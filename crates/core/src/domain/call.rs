use chrono::{DateTime, Utc};
use serde::{Deserialize, Serialize};

use crate::domain::event::TenantId;

#[derive(Clone, Debug, PartialEq, Eq, Hash, Serialize, Deserialize)]
pub struct CallId(pub String);

/// One handled phone call. `ended_at` is absent while the call is live;
/// only completed calls are billable.
#[derive(Clone, Debug, PartialEq, Serialize, Deserialize)]
pub struct CallRecord {
    pub id: CallId,
    pub tenant_id: TenantId,
    pub started_at: DateTime<Utc>,
    pub ended_at: Option<DateTime<Utc>>,
    pub duration_secs: i64,
}

impl CallRecord {
    pub fn is_completed(&self) -> bool {
        self.ended_at.is_some()
    }
}
use sqlx::{sqlite::SqliteRow, Row};

use frontdesk_core::domain::event::TenantId;
use frontdesk_core::domain::subscription::Subscription;

use super::task_event::parse_timestamp;
use super::{RepositoryError, SubscriptionRepository};
use crate::DbPool;

pub struct SqlSubscriptionRepository {
    pool: DbPool,
}

impl SqlSubscriptionRepository {
    pub fn new(pool: DbPool) -> Self {
        Self { pool }
    }
}

#[async_trait::async_trait]
impl SubscriptionRepository for SqlSubscriptionRepository {
    async fn find_by_tenant(
        &self,
        tenant_id: &TenantId,
    ) -> Result<Option<Subscription>, RepositoryError> {
        let row = sqlx::query(
            "SELECT tenant_id, plan, anchor_at, included_minutes
             FROM subscription
             WHERE tenant_id = ?",
        )
        .bind(tenant_id.as_str())
        .fetch_optional(&self.pool)
        .await?;

        row.map(subscription_from_row).transpose()
    }

    async fn save(&self, subscription: &Subscription) -> Result<(), RepositoryError> {
        sqlx::query(
            "INSERT INTO subscription (tenant_id, plan, anchor_at, included_minutes)
             VALUES (?, ?, ?, ?)
             ON CONFLICT(tenant_id) DO UPDATE SET
                plan = excluded.plan,
                anchor_at = excluded.anchor_at,
                included_minutes = excluded.included_minutes",
        )
        .bind(subscription.tenant_id.as_str())
        .bind(&subscription.plan)
        .bind(subscription.anchor_at.to_rfc3339())
        .bind(subscription.included_minutes)
        .execute(&self.pool)
        .await?;

        Ok(())
    }
}

fn subscription_from_row(row: SqliteRow) -> Result<Subscription, RepositoryError> {
    Ok(Subscription {
        tenant_id: TenantId(row.get("tenant_id")),
        plan: row.get("plan"),
        anchor_at: parse_timestamp("anchor_at", row.get("anchor_at"))?,
        included_minutes: row.get("included_minutes"),
    })
}
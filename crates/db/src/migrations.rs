use sqlx::migrate::{MigrateError, Migrator};

use crate::DbPool;

pub static MIGRATOR: Migrator = sqlx::migrate!("../../migrations");

pub async fn run_pending(pool: &DbPool) -> Result<(), MigrateError> {
    MIGRATOR.run(pool).await
}
//! Usage reporting for the current billing cycle.

use std::sync::Arc;

use axum::{
    extract::{Query, State},
    http::StatusCode,
    response::Json,
    routing::get,
    Router,
};
use chrono::Utc;
use serde::Deserialize;

use frontdesk_core::billing::{cycle_window, usage_summary, UsageSummary};
use frontdesk_db::repositories::{CallRepository, SubscriptionRepository};

use crate::api::{reject, require_tenant, Rejection};

#[derive(Clone)]
pub struct UsageState {
    subscriptions: Arc<dyn SubscriptionRepository>,
    calls: Arc<dyn CallRepository>,
}

#[derive(Debug, Deserialize)]
pub struct UsageQuery {
    pub tenant_id: Option<String>,
}

pub fn router(
    subscriptions: Arc<dyn SubscriptionRepository>,
    calls: Arc<dyn CallRepository>,
) -> Router {
    Router::new()
        .route("/api/v1/usage", get(usage))
        .with_state(UsageState { subscriptions, calls })
}

pub async fn usage(
    Query(query): Query<UsageQuery>,
    State(state): State<UsageState>,
) -> Result<Json<UsageSummary>, Rejection> {
    let tenant = require_tenant(query.tenant_id.as_deref())?;

    let subscription = state
        .subscriptions
        .find_by_tenant(&tenant)
        .await
        .map_err(|error| reject(StatusCode::SERVICE_UNAVAILABLE, error.to_string()))?
        .ok_or_else(|| reject(StatusCode::NOT_FOUND, "no subscription for tenant"))?;

    let now = Utc::now();
    let (cycle_start, cycle_end) = cycle_window(subscription.anchor_at, now);
    let calls = state
        .calls
        .list_started_within(&tenant, cycle_start, cycle_end)
        .await
        .map_err(|error| reject(StatusCode::SERVICE_UNAVAILABLE, error.to_string()))?;

    Ok(Json(usage_summary(&subscription, &calls, now)))
}
use frontdesk_core::config::{AppConfig, LoadOptions};
use frontdesk_db::connect_with_settings;
use serde::Serialize;

#[derive(Clone, Copy, Debug, PartialEq, Eq, Serialize)]
#[serde(rename_all = "snake_case")]
enum CheckStatus {
    Pass,
    Fail,
    Skipped,
}

#[derive(Debug, Serialize)]
struct DoctorCheck {
    name: &'static str,
    status: CheckStatus,
    details: String,
}

#[derive(Debug, Serialize)]
struct DoctorReport {
    overall_status: CheckStatus,
    summary: String,
    checks: Vec<DoctorCheck>,
}

pub fn run(json_output: bool) -> String {
    let report = build_report();

    if json_output {
        return serde_json::to_string_pretty(&report).unwrap_or_else(|error| {
            format!(
                "{{\"overall_status\":\"fail\",\"summary\":\"doctor serialization failed\",\"error\":\"{}\"}}",
                escape_json(&error.to_string())
            )
        });
    }

    render_human(&report)
}

fn build_report() -> DoctorReport {
    let mut checks = Vec::new();

    match AppConfig::load(LoadOptions::default()) {
        Ok(config) => {
            checks.push(DoctorCheck {
                name: "config_validation",
                status: CheckStatus::Pass,
                details: "configuration loaded and validated".to_string(),
            });
            checks.push(check_event_store_mode(&config));
            checks.push(check_database_connectivity(&config));
        }
        Err(error) => {
            checks.push(DoctorCheck {
                name: "config_validation",
                status: CheckStatus::Fail,
                details: error.to_string(),
            });
            checks.push(DoctorCheck {
                name: "event_store_mode",
                status: CheckStatus::Skipped,
                details: "skipped because configuration did not load".to_string(),
            });
            checks.push(DoctorCheck {
                name: "database_connectivity",
                status: CheckStatus::Skipped,
                details: "skipped because configuration did not load".to_string(),
            });
        }
    }

    let all_pass = checks.iter().all(|check| check.status == CheckStatus::Pass);
    let overall_status = if all_pass { CheckStatus::Pass } else { CheckStatus::Fail };
    let summary = if all_pass {
        "doctor: all readiness checks passed".to_string()
    } else {
        "doctor: one or more readiness checks failed".to_string()
    };

    DoctorReport { overall_status, summary, checks }
}

fn check_event_store_mode(config: &AppConfig) -> DoctorCheck {
    let details = if config.events.durable {
        format!(
            "durable event table with a {}-entry in-memory fallback",
            config.events.memory_capacity
        )
    } else {
        format!(
            "memory-only event buffer ({} entries, lossy across restarts)",
            config.events.memory_capacity
        )
    };

    DoctorCheck { name: "event_store_mode", status: CheckStatus::Pass, details }
}

fn check_database_connectivity(config: &AppConfig) -> DoctorCheck {
    let runtime = match tokio::runtime::Builder::new_current_thread().enable_all().build() {
        Ok(runtime) => runtime,
        Err(error) => {
            return DoctorCheck {
                name: "database_connectivity",
                status: CheckStatus::Fail,
                details: format!("failed to initialize async runtime: {error}"),
            };
        }
    };

    let result = runtime.block_on(async {
        let pool = connect_with_settings(
            &config.database.url,
            config.database.max_connections,
            config.database.timeout_secs,
        )
        .await
        .map_err(|error| format!("failed to connect to database: {error}"))?;

        pool.close().await;
        Ok::<(), String>(())
    });

    match result {
        Ok(()) => DoctorCheck {
            name: "database_connectivity",
            status: CheckStatus::Pass,
            details: format!("connected using `{}`", config.database.url),
        },
        Err(error) => {
            DoctorCheck { name: "database_connectivity", status: CheckStatus::Fail, details: error }
        }
    }
}

fn render_human(report: &DoctorReport) -> String {
    let mut lines = Vec::new();
    lines.push(report.summary.clone());

    for check in &report.checks {
        let marker = match check.status {
            CheckStatus::Pass => "ok",
            CheckStatus::Fail => "fail",
            CheckStatus::Skipped => "skip",
        };
        lines.push(format!("- [{marker}] {}: {}", check.name, check.details));
    }

    lines.join("\n")
}

fn escape_json(value: &str) -> String {
    value.replace('\\', "\\\\").replace('"', "\\\"")
}
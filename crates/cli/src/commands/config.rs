use std::env;
use std::fs;
use std::path::{Path, PathBuf};

use frontdesk_core::config::{AppConfig, LoadOptions};
use secrecy::ExposeSecret;
use toml::Value;

pub fn run() -> String {
    let config = match AppConfig::load(LoadOptions::default()) {
        Ok(config) => config,
        Err(error) => return format!("config validation failed: {error}"),
    };

    let config_file_path = detect_config_path();
    let config_file_doc = load_config_file_doc(config_file_path.as_deref());
    let source = |key_path: &str, env_key: &str| {
        field_source(key_path, env_key, config_file_doc.as_ref(), config_file_path.as_deref())
    };

    let webhook_secret = config
        .telephony
        .webhook_secret
        .as_ref()
        .map(|secret| redact_secret(secret.expose_secret()))
        .unwrap_or_else(|| "<unset>".to_string());

    let lines = vec![
        "effective config (source precedence: env > file > default):".to_string(),
        render_line(
            "database.url",
            &config.database.url,
            source("database.url", "FRONTDESK_DATABASE_URL"),
        ),
        render_line(
            "database.max_connections",
            &config.database.max_connections.to_string(),
            source("database.max_connections", "FRONTDESK_DATABASE_MAX_CONNECTIONS"),
        ),
        render_line(
            "database.timeout_secs",
            &config.database.timeout_secs.to_string(),
            source("database.timeout_secs", "FRONTDESK_DATABASE_TIMEOUT_SECS"),
        ),
        render_line(
            "server.bind_address",
            &config.server.bind_address,
            source("server.bind_address", "FRONTDESK_SERVER_BIND_ADDRESS"),
        ),
        render_line(
            "server.port",
            &config.server.port.to_string(),
            source("server.port", "FRONTDESK_SERVER_PORT"),
        ),
        render_line(
            "server.health_check_port",
            &config.server.health_check_port.to_string(),
            source("server.health_check_port", "FRONTDESK_SERVER_HEALTH_CHECK_PORT"),
        ),
        render_line(
            "events.durable",
            &config.events.durable.to_string(),
            source("events.durable", "FRONTDESK_EVENTS_DURABLE"),
        ),
        render_line(
            "events.fetch_limit",
            &config.events.fetch_limit.to_string(),
            source("events.fetch_limit", "FRONTDESK_EVENTS_FETCH_LIMIT"),
        ),
        render_line(
            "events.memory_capacity",
            &config.events.memory_capacity.to_string(),
            source("events.memory_capacity", "FRONTDESK_EVENTS_MEMORY_CAPACITY"),
        ),
        render_line(
            "events.poll_interval_secs",
            &config.events.poll_interval_secs.to_string(),
            source("events.poll_interval_secs", "FRONTDESK_EVENTS_POLL_INTERVAL_SECS"),
        ),
        render_line(
            "events.reconcile_limit",
            &config.events.reconcile_limit.to_string(),
            source("events.reconcile_limit", "FRONTDESK_EVENTS_RECONCILE_LIMIT"),
        ),
        render_line(
            "events.heartbeat_secs",
            &config.events.heartbeat_secs.to_string(),
            source("events.heartbeat_secs", "FRONTDESK_EVENTS_HEARTBEAT_SECS"),
        ),
        render_line(
            "telephony.webhook_secret",
            &webhook_secret,
            source("telephony.webhook_secret", "FRONTDESK_TELEPHONY_WEBHOOK_SECRET"),
        ),
        render_line(
            "logging.level",
            &config.logging.level,
            source("logging.level", "FRONTDESK_LOGGING_LEVEL"),
        ),
        render_line(
            "logging.format",
            &format!("{:?}", config.logging.format),
            source("logging.format", "FRONTDESK_LOGGING_FORMAT"),
        ),
    ];

    lines.join("\n")
}

fn detect_config_path() -> Option<PathBuf> {
    let root = PathBuf::from("frontdesk.toml");
    if root.exists() {
        return Some(root);
    }

    let nested = PathBuf::from("config/frontdesk.toml");
    if nested.exists() {
        return Some(nested);
    }

    None
}

fn load_config_file_doc(path: Option<&Path>) -> Option<Value> {
    let path = path?;
    let raw = fs::read_to_string(path).ok()?;
    raw.parse::<Value>().ok()
}

fn field_source(
    key_path: &str,
    env_key: &str,
    config_file_doc: Option<&Value>,
    config_file_path: Option<&Path>,
) -> String {
    if env::var_os(env_key).is_some() {
        return format!("env ({env_key})");
    }

    if let Some(doc) = config_file_doc {
        if contains_path(doc, key_path) {
            let file_path = config_file_path
                .map(|path| path.display().to_string())
                .unwrap_or_else(|| "config file".to_string());
            return format!("file ({file_path})");
        }
    }

    "default".to_string()
}

fn contains_path(root: &Value, key_path: &str) -> bool {
    let mut current = root;
    for key in key_path.split('.') {
        let Some(next) = current.get(key) else {
            return false;
        };
        current = next;
    }
    true
}

fn render_line(key: &str, value: &str, source: String) -> String {
    format!("- {key} = {value} (source: {source})")
}

fn redact_secret(secret: &str) -> String {
    if secret.trim().is_empty() {
        return "<empty>".to_string();
    }

    "<redacted>".to_string()
}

**EXERCISE**
The answer must consist of every line from the data that contains the word "UsageQuery".

**WRITTEN ANSWER**
pub struct UsageQuery {
    Query(query): Query<UsageQuery>,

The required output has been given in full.